Blake et Mortimer percent le mystère des origines

Exception faite de Tintin ou Blake et Mortimer, je n'ai jamais été un grand dévoreur de bandes dessinées occidentales. Leur qualité esthétique me laisse souvent indifférent ; je les trouve relativement brouillonnes, simplistes ou vulgaires, pas assez intellos, pas assez poétiques non plus et surtout plastiquement en retard en comparaison des tendances graphiques développées dans l'art contemporain. Quand bien même les codes narratifs de la B.D. occidentale peuvent être originaux et recherché (From Hell de Moore et Campbell), l'imaginaire mis à contribution (les Norbert de Vadot), l'émotion portée à son comble (Maus de Spiegelman), l'inventivité et la qualité artistique d'auteurs du Proche-Orient (Satrapi ou Abirached) et surtout les dessinateurs de mangas japonais (Tezuka, Toriyama, Urasawa, Umezu et Taniguchi) m'intéressent diablement plus. Il y a des exceptions, les Blake et Mortimer en font partie.

Même si elle est ancrée dans une vague nostalgique un peu réactionnaire, la reprise des personnages de E.P. Jacobs par Yves Sente et André Juilliard est une réussite. Après La Machination Voronov et les deux volumes des Sarcophages du 6e continent, Blake et Mortimer explorent cette fois Le Sanctuaire du Gondwana, une nouvelle aventure tirée à 550.000 exemplaires, déjà un succès en librairie depuis sa sortie le 28 mars. Il faut dire que Sente et Juilliard (bien plus que Van Hamme et Benoît, les premiers à avoir exhumé les personnages d'origine) ont parfaitement assimilé les ingrédients qui font la griffe narrative de Jacobs : une histoire scientifique où peuvent intervenir des éléments fantastiques, une histoire policière sur fond de crise politique, une aventure archéologique dans des mondes perdus. Le Sanctuaire du Gondwana fait clairement partie de cette dernière tendance.

Dans leurs albums, le Sanctuaire n'échappe pas à la règle, Sente et Juilliard parviennent à déjouer remarquablement la contrainte d'époque : les codes graphiques n'ont pas évolué depuis La Marque jaune (Jacobs était pourtant favorable à une transformation esthétique de ses personnages en cas de reprise), les reprises se déroulent dans les années 50, une période totalement inconnues pour les jeunes lecteurs d'aujourd'hui, mais les épigones de Jacobs parviennent à susciter l'intérêt en raccrochant la narration à des thèmes actuels. La Machination Voronov abordait le problème des bactéries venues de l'espace, réalité relatée dans les revues scientifiques d'aujourd'hui. Les Sarcophages évoquaient une menace terroriste (sur l'Expo 58), thème tristement contemporain. Le Sanctuaire du Gondwana se rattache quant à lui à la vogue pour la préhistoire et à l'étude des origines de l'homme. L'album tire son nom du Gondwanaland, ce supercontinent qui, il y a 600 millions d'années était constitué de l'Inde, de l'Antartique et de l'Afrique avant que les trois ne se séparent il y a 160 millions d'années.

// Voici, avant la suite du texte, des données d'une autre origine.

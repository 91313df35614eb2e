//! Configuration management for nodestore
//!
//! Handles loading and validation of `nodestore.toml` configuration files.

use std::path::{Path, PathBuf};
use std::time::Duration;

use serde::{Deserialize, Serialize};

use crate::logging::LogConfig;

/// Configuration loading/validation errors
#[derive(Debug, thiserror::Error)]
pub enum ConfigError {
    #[error("failed to read config file {path}: {source}")]
    Read {
        path: String,
        #[source]
        source: std::io::Error,
    },

    #[error("failed to parse config: {0}")]
    Parse(#[from] toml::de::Error),

    #[error("invalid config value for {field}: {reason}")]
    Invalid { field: &'static str, reason: String },
}

/// Log output format
#[derive(Debug, Clone, Copy, Default, PartialEq, Eq, Serialize, Deserialize)]
#[serde(rename_all = "lowercase")]
pub enum LogFormat {
    /// Human-friendly output
    #[default]
    Pretty,
    /// JSON lines
    Json,
}

impl std::fmt::Display for LogFormat {
    fn fmt(&self, f: &mut std::fmt::Formatter<'_>) -> std::fmt::Result {
        match self {
            Self::Pretty => f.write_str("pretty"),
            Self::Json => f.write_str("json"),
        }
    }
}

impl std::str::FromStr for LogFormat {
    type Err = String;

    fn from_str(s: &str) -> Result<Self, Self::Err> {
        match s.to_lowercase().as_str() {
            "pretty" => Ok(Self::Pretty),
            "json" => Ok(Self::Json),
            _ => Err(format!("unknown log format: {s}. Expected one of: pretty, json")),
        }
    }
}

/// Main configuration structure
#[derive(Debug, Clone, Serialize, Deserialize, Default)]
pub struct StoreConfig {
    /// Database settings
    #[serde(default)]
    pub database: DatabaseConfig,

    /// Buffered telemetry writer settings
    #[serde(default)]
    pub writer: WriterConfig,

    /// Retention sweep settings
    #[serde(default)]
    pub retention: RetentionConfig,

    /// Logging settings
    #[serde(default)]
    pub logging: LogConfig,
}

/// Database configuration
#[derive(Debug, Clone, Serialize, Deserialize)]
pub struct DatabaseConfig {
    /// Path to the SQLite database file
    #[serde(default = "default_db_path")]
    pub path: PathBuf,

    /// How long a writer waits on a locked database before failing
    #[serde(default = "default_busy_timeout")]
    pub busy_timeout_ms: u64,
}

impl Default for DatabaseConfig {
    fn default() -> Self {
        Self {
            path: default_db_path(),
            busy_timeout_ms: default_busy_timeout(),
        }
    }
}

fn default_db_path() -> PathBuf {
    PathBuf::from("nodestore.db")
}

fn default_busy_timeout() -> u64 {
    5000
}

/// Buffered telemetry writer configuration
#[derive(Debug, Clone, Serialize, Deserialize)]
pub struct WriterConfig {
    /// Bounded queue capacity; events beyond it are dropped
    #[serde(default = "default_queue_capacity")]
    pub queue_capacity: usize,
}

impl Default for WriterConfig {
    fn default() -> Self {
        Self {
            queue_capacity: default_queue_capacity(),
        }
    }
}

fn default_queue_capacity() -> usize {
    1024
}

/// Retention sweep configuration
#[derive(Debug, Clone, Serialize, Deserialize)]
pub struct RetentionConfig {
    /// Seconds between background retention sweeps
    #[serde(default = "default_sweep_interval")]
    pub sweep_interval_secs: u64,
}

impl Default for RetentionConfig {
    fn default() -> Self {
        Self {
            sweep_interval_secs: default_sweep_interval(),
        }
    }
}

impl RetentionConfig {
    #[must_use]
    pub fn sweep_interval(&self) -> Duration {
        Duration::from_secs(self.sweep_interval_secs)
    }
}

fn default_sweep_interval() -> u64 {
    3600
}

impl StoreConfig {
    /// Parse a TOML document, filling unspecified fields with defaults
    pub fn from_toml_str(text: &str) -> Result<Self, ConfigError> {
        let config: Self = toml::from_str(text)?;
        config.validate()?;
        Ok(config)
    }

    /// Load configuration from a TOML file
    pub fn load(path: &Path) -> Result<Self, ConfigError> {
        let text = std::fs::read_to_string(path).map_err(|source| ConfigError::Read {
            path: path.display().to_string(),
            source,
        })?;
        Self::from_toml_str(&text)
    }

    /// Reject values that would leave a component unable to run
    pub fn validate(&self) -> Result<(), ConfigError> {
        if self.writer.queue_capacity == 0 {
            return Err(ConfigError::Invalid {
                field: "writer.queue_capacity",
                reason: "must be at least 1".to_string(),
            });
        }
        if self.retention.sweep_interval_secs == 0 {
            return Err(ConfigError::Invalid {
                field: "retention.sweep_interval_secs",
                reason: "must be at least 1".to_string(),
            });
        }
        if self.database.path.as_os_str().is_empty() {
            return Err(ConfigError::Invalid {
                field: "database.path",
                reason: "must not be empty".to_string(),
            });
        }
        Ok(())
    }
}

Ce même Gondwana fait l'objet d'une redécouverte par Mortimer et ses amis (notamment Nastasia, l'agréable touche féministe de la nouvelle série), après qu'un archéologue allemand a ramené du Tanganyika une bague d'une communauté inconnue. Au coeur de l'Afrique Noire, Mortimer va découvrir la première civilisation humaine, vieille de... 350 millions d'année (!) et surtout ses descendants. Mystère des origines tournant au fantastique, fable moralisatrice sur notre société cupide et avant tout une histoire captivante qui se termine sur un coup de théâtre auquel l'infâme Olrik, qui n'en finit pas de ressusciter d'album en album, n'est évidemment pas étranger. Les couleurs sont superbes, parfois délicieusement criardes, les dessins soignés et réalistes. Les tintinophiles repéreront une allusion au Sceptre d'Ottokar ; les amoureux d'archéologie reconnaîtront Mary et Louis Leaky, anthropologues auxquels ont doit la découverte de nombreux australopithèques, notamment à Olduvai en Tanzanie ; les âmes romantiques plongeront dans le passé de Mortimer et feront connaissance avec son grand amour, l'artiste Sarah Summertown, une autre touche d'humanité dans l'univers viril des deux héros. Un délice, "old chap"...

3 commentaires:

Doréus a dit…

Il y avait longtemps que j'avais entendu parler du projet de cet album... et je l'attendais avec impatience. Puisque je suis désormais loin des librairies francophones, sa sortie m'avait échappé... Il faudra commander!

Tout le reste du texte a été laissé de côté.